When I first read In The Skin of a Lion, by Canadian author Michael Ondaatje, I was hanging out with someone who lived at Broadview and Danforth in the east end of the city. Seeing as how I was based on the west end, it meant that every time I would visit, I would travel over the Bloor Street Viaduct, which, if you’ve read the book, you know plays a major role. In fact, the whole story is about the building of Toronto, and the workers—mostly immigrants—that made it happen. It’s a fictional account, but riding the subway to Broadview station, as I was reading about this imagined history, felt like a small, but special acknowledgement. And, it made my reading experience a little richer, bringing the words on the page to a real and focused space that I was very much a part of.
There’s a certain pleasure about spotting your neighborhood or hometown in popular culture. Finding the University of Toronto’s Convocation Hall in Mean Girls or the famous Yonge Street spot, Zanzibar, in Suicide Squad gives you a little thrill, as if you’re in the know. It’s the same with books.
So here, we’ve rounded up a few novels that feature Toronto, see if you can spot the familiar spaces when you decide to pick one up to read for yourself.
Bellevue Square by Michael Redhill
Redhill was 2017’s recipient of the Scotiabank Giller Prize, and so Bellevue Square is a great way to kick off our list. The title of course references Bellevue Square Park in Kensington Market, and plenty of the story’s references are identifiable in the market itself. The novel is about Jean, a bookstore owner who discovers she has a doppelganger and becomes more and more obsessed with finding out who the woman is.
Ayesha At Last by Uzma Jalaluddin
Jalaluddin writes for the Toronto Star and has been a guest on Cityline, so Toronto makes sense as a setting for her novel Ayesha At Last. Though I’ve yet to crack this book open, it is on my must-read list. It’s about a Muslim woman who navigates her career dreams, financial woes and the expectation of an arranged marriage. Things are unexpectedly made more complicated when she falls for her cousin’s fiancée.
Headhunter by Timothy Findley
Set in dystopian Toronto, the dark novel, Headhunter includes elements of Conrad’s Heart Of Darkness, and centers around a mysterious bird flu (or something similar) that has decimated the city. Expect to find psychiatric institutions, mobsters and maybe a touch of terrifying magic.

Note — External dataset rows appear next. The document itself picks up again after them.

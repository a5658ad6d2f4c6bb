// A KeyPair is a contributor's one-time secret scalar plus the public
// commitment to it. The private scalar is used exactly once, to update an
// SRS, and then destroyed.

use ark_bls12_381::{Fr, G2Projective};
use ark_ec::ProjectiveCurve;
use ark_ff::{Field, PrimeField, UniformRand, Zero};
use rand::Rng;
use zeroize::Zeroize;

/// A contributor's secret scalar, reduced modulo the scalar field order.
///
/// Deliberately not `Copy`: a `PrivateKey` is meant to be used exactly once
/// and then destroyed, and `Copy` would make accidental duplication
/// invisible at the type level. It zeroizes itself on drop instead of
/// relying on `zeroize_derive`, since `ark_bls12_381::Fr` does not
/// implement `Zeroize`.
#[derive(Clone, PartialEq, Eq)]
pub struct PrivateKey {
    pub(crate) tau: Fr,
}

impl std::fmt::Debug for PrivateKey {
    fn fmt(&self, f: &mut std::fmt::Formatter<'_>) -> std::fmt::Result {
        f.debug_struct("PrivateKey").field("tau", &"<redacted>").finish()
    }
}

impl Zeroize for PrivateKey {
    fn zeroize(&mut self) {
        self.tau = Fr::zero();
    }
}

impl Drop for PrivateKey {
    fn drop(&mut self) {
        self.zeroize();
    }
}

impl PrivateKey {
    /// Only meant for tests and benchmarks, where callers want small,
    /// readable secrets.
    #[cfg(test)]
    pub(crate) fn from_u64(int: u64) -> Self {
        Self { tau: Fr::from(int) }
    }

    /// Draws a fresh private key from an entropy source.
    pub fn rand<R: Rng>(mut rand: R) -> Self {
        PrivateKey {
            tau: Fr::rand(&mut rand),
        }
    }

    /// Reduces raw bytes modulo the scalar field order. Used when the
    /// caller has already gathered their own entropy (see `KeyPair::new_from_hex`).
    pub fn from_bytes(bytes: &[u8]) -> Self {
        PrivateKey {
            tau: Fr::from_be_bytes_mod_order(bytes),
        }
    }

    /// Computes this private key's G2 public commitment. Takes `&self`
    /// rather than consuming it, since committing to a secret should not
    /// require giving up ownership of it.
    pub fn to_public(&self) -> PublicKey {
        let gen_g2 = G2Projective::prime_subgroup_generator();
        PublicKey(gen_g2.mul(self.tau.into_repr()))
    }

    /// Returns a fresh scalar equal to `self^i mod r`.
    ///
    /// Policy: if `self == 0`, the result is 0 for every `i`, including
    /// `i == 0`. `0^0` is mathematically ambiguous; this crate does not
    /// special-case it to 1, because a zero-scalar contribution must
    /// collapse every element of the SRS (including the degree-0 ones) to
    /// the identity, so that the downstream non-identity check rejects it.
    pub fn pow_i(&self, i: u64) -> PrivateKey {
        if self.tau.is_zero() {
            return PrivateKey { tau: Fr::zero() };
        }
        PrivateKey {
            tau: self.tau.pow([i]),
        }
    }
}

/// A contributor's public commitment to their secret scalar: `[tau] * G2`.
#[derive(Debug, Clone, Copy, PartialEq, Eq)]
pub struct PublicKey(pub(crate) G2Projective);

impl PublicKey {
    pub fn as_g2(&self) -> G2Projective {
        self.0
    }
}

/// A one-time contributor identity: a private scalar and its public
/// commitment. Consumed by value when the contributor is done with it, so
/// that the secret cannot accidentally be reused across updates.
#[derive(Debug)]
pub struct KeyPair {
    private_key: PrivateKey,
    public_key: PublicKey,
}

impl KeyPair {
    /// Builds a `KeyPair` from an already-normalised secret scalar.
    pub fn from_private_key(private_key: PrivateKey) -> Self {
        let public_key = private_key.to_public();
        Self {
            private_key,
            public_key,
        }
    }

    /// Constructs a `KeyPair` from an integer secret. One of the two
    /// explicit constructors Design Note 9.1 asks for, in place of the
    /// source's runtime int/hex type dispatch.
    pub fn new_from_u64(secret: u64) -> Self {
        Self::from_private_key(PrivateKey {
            tau: Fr::from(secret),
        })
    }

    /// Constructs a `KeyPair` from a hex-encoded secret. An optional `0x`
    /// prefix is stripped before decoding, matching the wire convention
    /// used for serialised SRS points.
    pub fn new_from_hex(hex_str: &str) -> Result<Self, hex::FromHexError> {
        let stripped = hex_str.strip_prefix("0x").unwrap_or(hex_str);
        let bytes = hex::decode(stripped)?;
        Ok(Self::from_private_key(PrivateKey::from_bytes(&bytes)))
    }

    /// Draws a fresh secret from an entropy source. This is the path a
    /// real contributor should use; `new_from_u64`/`new_from_hex` exist for
    /// deterministic tests and for secrets sourced out-of-band.
    pub fn generate<R: Rng>(rng: R) -> Self {
        Self::from_private_key(PrivateKey::rand(rng))
    }

    pub fn private_key(&self) -> PrivateKey {
        self.private_key.clone()
    }

    pub fn public_key(&self) -> PublicKey {
        self.public_key
    }

    /// Overwrites the private scalar with 0 and consumes the `KeyPair`.
    /// Best-effort erasure: `PrivateKey`'s own `Drop` impl already wipes it
    /// when a `KeyPair` drops, but a contributor's protocol obligation is
    /// to call this explicitly the moment `update_srs()` returns, not to
    /// rely on the destructor running at some later, unspecified point.
    pub fn destroy(mut self) {
        self.private_key.zeroize();
    }
}

#[cfg(test)]
mod tests {
    use super::*;

    #[test]
    fn pow_i_of_zero_is_zero_everywhere() {
        let zero = PrivateKey { tau: Fr::zero() };
        for i in 0..5 {
            assert!(zero.pow_i(i).tau.is_zero());
        }
    }

    #[test]
    fn pow_i_zeroth_power_is_one() {
        let secret = PrivateKey::from_u64(123);
        assert_eq!(secret.pow_i(0).tau, Fr::from(1u64));
    }

    #[test]
    fn hex_and_int_constructors_agree() {
        let from_hex = KeyPair::new_from_hex("0x123456").unwrap();
        let from_hex_no_prefix = KeyPair::new_from_hex("123456").unwrap();
        let from_int = KeyPair::new_from_u64(1193046);

        assert_eq!(from_hex.private_key(), from_int.private_key());
        assert_eq!(from_hex.public_key(), from_int.public_key());
        assert_eq!(from_hex.private_key(), from_hex_no_prefix.private_key());
    }

    #[test]
    fn destroy_consumes_the_keypair() {
        let keypair = KeyPair::new_from_u64(42);
        keypair.destroy();
    }
}
//! Cryptographic core of a multi-party "powers of tau" trusted-setup
//! ceremony over BLS12-381: the structured reference string, its update and
//! product-decomposition proofs, the actors that drive a ceremony round,
//! and the four-sub-ceremony transcript that threads them together.

pub mod actors;
pub mod error;
pub mod keypair;
pub mod point_encoding;
pub mod product_decomposition;
pub mod serialisation;
pub mod srs;
pub mod subgroup_checks;
pub mod transcript;
pub mod update_proof;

Magnified World by Grace O’Connell
This 2012 novel, Magnified World begins with a description of a Toronto streetcar on Queen Street West and the fact that Maggie’s mother recently committed suicide by walking into the Don River. Exploring grief and the curiosity of a parent’s past, Maggie also has to contend with her own health issues.
Little Sister by Barbara Gowdy
Gowdy’s main character in Little Sister, Rose, manages a Toronto cinema, and begins to experience strange out-of-body experiences during a summer full of electrical storms. As she grapples with her past, her mother’s health issues and her own desire for connection, Toronto plays a recognizable backdrop, even if the cinema isn’t real.
That Time I Loved You by Carrianne Leung
Although not based in downtown Toronto, anyone who grew up just outside of the city in the suburbs with feel that tug of familiarity from reading Leung’s novel about Scarborough—even though it takes place in the 1970s. Bouncing from house to house and from one perspective to the next, this story about the façade of the perfect suburban life is one that many suburban expats will recognize.
Station Eleven by Emily St. John Mandel
Only the opening of this novel (and some subsequent flashbacks) is recognizably downtown Toronto—because it doesn’t take long for the story to progress to its post-apocalyptic setting. If you haven’t read this riveting and impossible-to-put-down book, you definitely need too.
The Clay Girl by Heather Tucker
I’ve yet to read this novel about Harriet, a kid who is experiencing some familial discord during 1960’s Toronto’s sexual revolution and drug culture. Expect to see snippets of now-posh Yorkville in this debut.
Love Enough by Dionne Brand
This 2015 novel shows Toronto in a new light according to the review from the Globe & Mail from that year. This is another on my need-to-read list, especially after reading the description—it’s a book about the intersecting stories of characters who each shed light on the city they live in.
Fifth Business by Robertson Davis
This novel technically takes place all over the world, from the German battlefield in World War One to a travelling circus in Austria. But Dunstan Ramsay’s childhood is located in Deptford, Ontario and he attended school at the University of Toronto, which serve as the backdrop for much of his guilty conscience and the thoughtful storytelling of his life.